That's, yeah, pretty typical in a lot of the US. There aren't education programs and ... well, going through school, peer pressure, etc... isn't the greatest time of your life to start with. Add being trans to that and it's a total nightmare. On the plus side, if you do decide to transition, T is a really powerful thing. Inside a year people won't be able to tell you'd ever been feminine so long as you're wearing pants. E takes longer and I've still got hips like a snake. 😋


I get the resistance thing too. I had a set-back that looked like I wouldn't be able to afford GCS. I had never been that broken before. I did, however, learn that I can cry so hard that no sound comes out. I completely freaked out my wife. She postponed a trip to see her dad just to make sure I didn't do something stupid in the heat of the moment. That was probably the right call.


So yeah, what I was actually getting at. Coming out is hard as first, but it gets a little easier every time you do it. There's no timetable though (well, maybe a hard limit if you're on HRT and start growing a beard). Come out at your own pace and when you're ready. No pressure.

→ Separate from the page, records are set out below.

//! Top-K suggestion search.
//!
//! Candidates stream out of a [`TrieIterator`] into a bounded min-heap. Once
//! the heap is full its worst score becomes the iterator's threshold, so
//! every subtree that cannot beat the current top K is skipped.

use std::cmp::{Ordering, Reverse};
use std::collections::BinaryHeap;

use log::trace;
use termtrie::{runes, PrefixFilter, StepFilter, Trie, TrieIterator};

use crate::automata::LevenshteinFilter;
use crate::config::Config;
use crate::error::{Result, SuggestError};

/// How a query is matched and ranked.
#[derive(Debug, Clone, PartialEq)]
pub struct SearchOptions {
    pub max_results: usize,
    /// Match within `max_distance` edits instead of literally.
    pub fuzzy: bool,
    pub max_distance: u32,
    /// Match the query as a prefix of stored terms rather than the whole term.
    pub prefix_mode: bool,
    /// Drop results scoring below `best / trim_factor`.
    pub trim: bool,
    pub trim_factor: f32,
    pub with_payloads: bool,
    /// Queries must be strictly shorter than this, in code points.
    pub max_query_len: usize,
}

impl Default for SearchOptions {
    fn default() -> Self {
        Config::default().search_options()
    }
}

impl SearchOptions {
    pub fn max_results(mut self, n: usize) -> Self {
        self.max_results = n;
        self
    }

    pub fn fuzzy(mut self, max_distance: u32) -> Self {
        self.fuzzy = true;
        self.max_distance = max_distance;
        self
    }

    pub fn prefix_mode(mut self, prefix_mode: bool) -> Self {
        self.prefix_mode = prefix_mode;
        self
    }

    pub fn trim(mut self, trim: bool) -> Self {
        self.trim = trim;
        self
    }

    pub fn with_payloads(mut self, with_payloads: bool) -> Self {
        self.with_payloads = with_payloads;
        self
    }
}

/// One ranked result.
#[derive(Debug, Clone, PartialEq)]
pub struct Suggestion {
    pub term: String,
    /// Ranking score: the stored score, smoothed by edit distance for fuzzy
    /// matches.
    pub score: f32,
    pub distance: u32,
    /// The stored term equals the query.
    pub exact: bool,
    pub payload: Option<Vec<u8>>,
}

/// Heap ordering: higher score first, then smaller term.
struct Ranked(Suggestion);

impl Ord for Ranked {
    fn cmp(&self, other: &Self) -> Ordering {
        self.0
            .score
            .total_cmp(&other.0.score)
            .then_with(|| other.0.term.cmp(&self.0.term))
    }
}

impl PartialOrd for Ranked {
    fn partial_cmp(&self, other: &Self) -> Option<Ordering> {
        Some(self.cmp(other))
    }
}

impl PartialEq for Ranked {
    fn eq(&self, other: &Self) -> bool {
        self.cmp(other) == Ordering::Equal
    }
}

impl Eq for Ranked {}

struct TopK {
    capacity: usize,
    heap: BinaryHeap<Reverse<Ranked>>,
}

impl TopK {
    fn new(capacity: usize) -> Self {
        Self {
            capacity,
            heap: BinaryHeap::with_capacity(capacity + 1),
        }
    }

    /// Returns the new admission threshold once the heap is full.
    fn offer(&mut self, s: Suggestion) -> Option<f32> {
        let candidate = Ranked(s);
        if self.heap.len() < self.capacity {
            self.heap.push(Reverse(candidate));
        } else {
            match self.heap.peek() {
                Some(Reverse(worst)) if candidate > *worst => {
                    self.heap.pop();
                    self.heap.push(Reverse(candidate));
                }
                _ => return None,
            }
        }
        if self.heap.len() == self.capacity {
            self.heap.peek().map(|Reverse(worst)| worst.0.score)
        } else {
            None
        }
    }

    fn into_sorted(self) -> Vec<Suggestion> {
        // Ascending over `Reverse` is descending rank.
        self.heap
            .into_sorted_vec()
            .into_iter()
            .map(|Reverse(r)| r.0)
            .collect()
    }
}

/// Score of a fuzzy match `distance` edits away.
#[inline]
pub fn smooth(score: f32, distance: u32) -> f32 {
    score * (-2.0 * distance as f32).exp()
}

/// Rank the terms of `trie` matching `query`.
///
/// A stored term equal to the query always comes first, whatever its score.
/// The rest follow by descending ranking score, ties broken by term.
pub fn search(trie: &Trie, query: &str, opts: &SearchOptions) -> Result<Vec<Suggestion>> {
    let query_runes = runes::runes(query);
    if query_runes.len() >= opts.max_query_len {
        return Err(SuggestError::PrefixTooLong {
            len: query_runes.len(),
            max: opts.max_query_len,
        });
    }
    if opts.max_results == 0 {
        return Ok(Vec::new());
    }

    let exact = trie.get(query).map(|(score, payload)| Suggestion {
        term: query.to_owned(),
        score,
        distance: 0,
        exact: true,
        payload: payload.filter(|_| opts.with_payloads).map(<[u8]>::to_vec),
    });

    let mut top = TopK::new(opts.max_results - usize::from(exact.is_some()));
    if top.capacity > 0 {
        if opts.fuzzy {
            let filter = LevenshteinFilter::from_runes(query_runes, opts.max_distance, opts.prefix_mode);
            collect(trie.iter_with(filter), query, opts, &mut top, |f| f.distance());
        } else if opts.prefix_mode {
            let filter = PrefixFilter::from_runes(query_runes);
            collect(trie.iter_with(filter), query, opts, &mut top, |_| 0);
        }
    }

    let mut results = top.into_sorted();
    if let Some(exact) = exact {
        results.insert(0, exact);
    }
    if opts.trim {
        trim(&mut results, opts.trim_factor);
    }
    Ok(results)
}

fn collect<F, D>(mut it: TrieIterator<'_, F>, query: &str, opts: &SearchOptions, top: &mut TopK, distance: D)
where
    F: StepFilter,
    D: Fn(&F) -> u32,
{
    let mut candidates = 0usize;
    while let Some(entry) = it.next() {
        if entry.term == query {
            continue;
        }
        candidates += 1;
        let distance = distance(TrieIterator::filter(&it));
        let score = if opts.fuzzy {
            smooth(entry.score, distance)
        } else {
            entry.score
        };
        let suggestion = Suggestion {
            term: entry.term,
            score,
            distance,
            exact: false,
            payload: entry.payload.filter(|_| opts.with_payloads).map(<[u8]>::to_vec),
        };
        if let Some(threshold) = top.offer(suggestion) {
            it.set_min_score(threshold);
        }
    }
    trace!(
        "search {:?}: {} candidates, {:?}, final threshold {}",
        query,
        candidates,
        it.stats(),
        it.threshold()
    );
}

fn trim(results: &mut Vec<Suggestion>, factor: f32) {
    let best = results.iter().map(|s| s.score).fold(0.0f32, f32::max);
    let floor = best / factor;
    results.retain(|s| s.exact || s.score >= floor);
}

I'm not especially strict about my pronouns either. It takes time for people to form new habits. If they're trying, that's enough for me. Also, it's hilarious to see them apologizing all over themselves when they get it wrong. I figure that accidents happen (unless I'm wearing something that loudly proclaims "This is a woman, stop it."), all you can do is roll with it if you want to remain friends. I have had other friends jump on a stranger for misgendering me though. I actually felt bad about that. It bothered them more than it did me. If your friends might do something similar, you might want to let them know in advance that they shouldn't.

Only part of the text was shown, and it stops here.